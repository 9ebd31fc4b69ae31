//! Pooled connection wrapper
//!
//! [`PooledResource`] owns exactly one raw connection and carries the
//! bookkeeping the pool needs around it: lease count, liveness state, idle
//! timestamps, and distributed-transaction binding.
//!
//! Lease counting is a business concept here, not thread re-entrancy: one
//! physical connection may serve several overlapping logical checkouts
//! inside a single distributed transaction, and must go back to the pool
//! exactly once when the last of them ends. The count is a plain integer
//! guarded by the resource's own lock.

use std::time::{Duration, Instant};

use parking_lot::Mutex;

use crate::connection::{RawConnection, XaResource};
use crate::identity::Identity;

/// One pooled physical connection plus its pool-side bookkeeping.
///
/// Owned by exactly one bucket list (`used` or `unused`) at a time, except
/// during the brief windows of creation and destruction. All mutable state
/// sits behind a short-lived internal lock; the liveness probe itself runs
/// outside it.
pub struct PooledResource {
    conn: Box<dyn RawConnection>,
    created_at: Instant,
    xa: bool,
    state: Mutex<ResourceState>,
}

struct ResourceState {
    identity: Identity,
    lease_count: u32,
    dead: bool,
    in_transaction: bool,
    last_probe: Instant,
    last_alive: bool,
    returned_at: Instant,
}

impl PooledResource {
    /// Wrap a freshly opened connection.
    ///
    /// A new connection counts as just-probed: it is not re-probed until
    /// `liveness_interval` has elapsed from creation.
    pub(crate) fn new(conn: Box<dyn RawConnection>, identity: Identity, xa: bool) -> Self {
        let now = Instant::now();
        Self {
            conn,
            created_at: now,
            xa,
            state: Mutex::new(ResourceState {
                identity,
                lease_count: 0,
                dead: false,
                in_transaction: false,
                last_probe: now,
                last_alive: true,
                returned_at: now,
            }),
        }
    }

    /// Access the underlying raw connection.
    pub fn raw(&self) -> &(dyn RawConnection + 'static) {
        self.conn.as_ref()
    }

    /// The two-phase-commit handle, if the underlying connection has one.
    pub fn xa_resource(&self) -> Option<&dyn XaResource> {
        self.conn.xa_resource()
    }

    /// Whether this resource belongs to the XA pool.
    pub fn is_xa(&self) -> bool {
        self.xa
    }

    /// The identity this connection is currently bound to.
    pub fn identity(&self) -> Identity {
        self.state.lock().identity.clone()
    }

    /// Time since the connection was opened.
    pub fn age(&self) -> Duration {
        self.created_at.elapsed()
    }

    /// Time since the connection was last returned to the pool.
    pub fn idle_for(&self) -> Duration {
        self.state.lock().returned_at.elapsed()
    }

    /// Whether the connection has been marked unusable.
    pub fn is_dead(&self) -> bool {
        self.state.lock().dead
    }

    /// Whether the resource is currently bound to a distributed transaction.
    pub fn in_transaction(&self) -> bool {
        self.state.lock().in_transaction
    }

    /// Current number of outstanding logical leases.
    pub fn lease_count(&self) -> u32 {
        self.state.lock().lease_count
    }

    /// Mark the connection unusable. Sticky: it will be destroyed instead
    /// of returned to `unused` at the next ownership transition.
    pub fn mark_dead(&self) {
        self.state.lock().dead = true;
    }

    /// Throttled liveness check.
    ///
    /// Returns `false` immediately once the resource is dead. Otherwise the
    /// underlying probe only runs when `probe_interval` has elapsed since
    /// the previous one; between probes the cached result is returned. A
    /// failed probe marks the resource dead.
    ///
    /// Two callers racing past the throttle window may both probe; the
    /// throttle is best-effort.
    pub async fn is_alive(&self, probe_interval: Duration) -> bool {
        {
            let state = self.state.lock();
            if state.dead {
                return false;
            }
            if state.last_probe.elapsed() < probe_interval {
                return state.last_alive;
            }
        }

        let alive = self.conn.is_valid().await;

        let mut state = self.state.lock();
        state.last_probe = Instant::now();
        state.last_alive = alive;
        if !alive {
            state.dead = true;
        }
        alive
    }

    /// Take one logical lease on this resource.
    pub(crate) fn lease(&self) {
        self.state.lock().lease_count += 1;
    }

    /// End one logical lease.
    ///
    /// Returns `true` when the resource should go back to its pool: no
    /// leases remain and it is not bound to an open transaction. Saturates
    /// at zero so a surplus release stays a no-op.
    pub(crate) fn finish_lease(&self) -> bool {
        let mut state = self.state.lock();
        state.lease_count = state.lease_count.saturating_sub(1);
        state.lease_count == 0 && !state.in_transaction
    }

    /// Bind or unbind the resource to a distributed transaction.
    pub(crate) fn set_in_transaction(&self, bound: bool) {
        self.state.lock().in_transaction = bound;
    }

    /// Transaction completion: drop the transaction's hold.
    ///
    /// Clears the binding, ends the transaction's own lease, and returns
    /// `true` when no logical leases remain and the resource should be
    /// returned to its pool.
    pub(crate) fn complete_transaction(&self) -> bool {
        let mut state = self.state.lock();
        state.in_transaction = false;
        state.lease_count = state.lease_count.saturating_sub(1);
        state.lease_count == 0
    }

    /// Re-associate an idle connection with the identity reusing it.
    pub(crate) fn rebind(&self, identity: Identity) {
        self.state.lock().identity = identity;
    }

    /// Stamp the return-to-pool time and settle any remaining leases.
    /// An idle resource always has zero leases.
    pub(crate) fn touch_returned(&self) {
        let mut state = self.state.lock();
        state.returned_at = Instant::now();
        state.lease_count = 0;
    }

    /// Whether the connection has sat unused longer than `idle_ttl`.
    pub(crate) fn idle_expired(&self, idle_ttl: Duration) -> bool {
        self.state.lock().returned_at.elapsed() >= idle_ttl
    }
}

impl std::fmt::Debug for PooledResource {
    fn fmt(&self, f: &mut std::fmt::Formatter<'_>) -> std::fmt::Result {
        let state = self.state.lock();
        f.debug_struct("PooledResource")
            .field("identity", &state.identity)
            .field("lease_count", &state.lease_count)
            .field("dead", &state.dead)
            .field("in_transaction", &state.in_transaction)
            .field("xa", &self.xa)
            .field("age", &self.created_at.elapsed())
            .finish()
    }
}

■ ■ ■

◆ PROMPT
The word "true" occurs on some lines of the data. Give the number of those lines only.

◆ EXPECTED ANSWER
5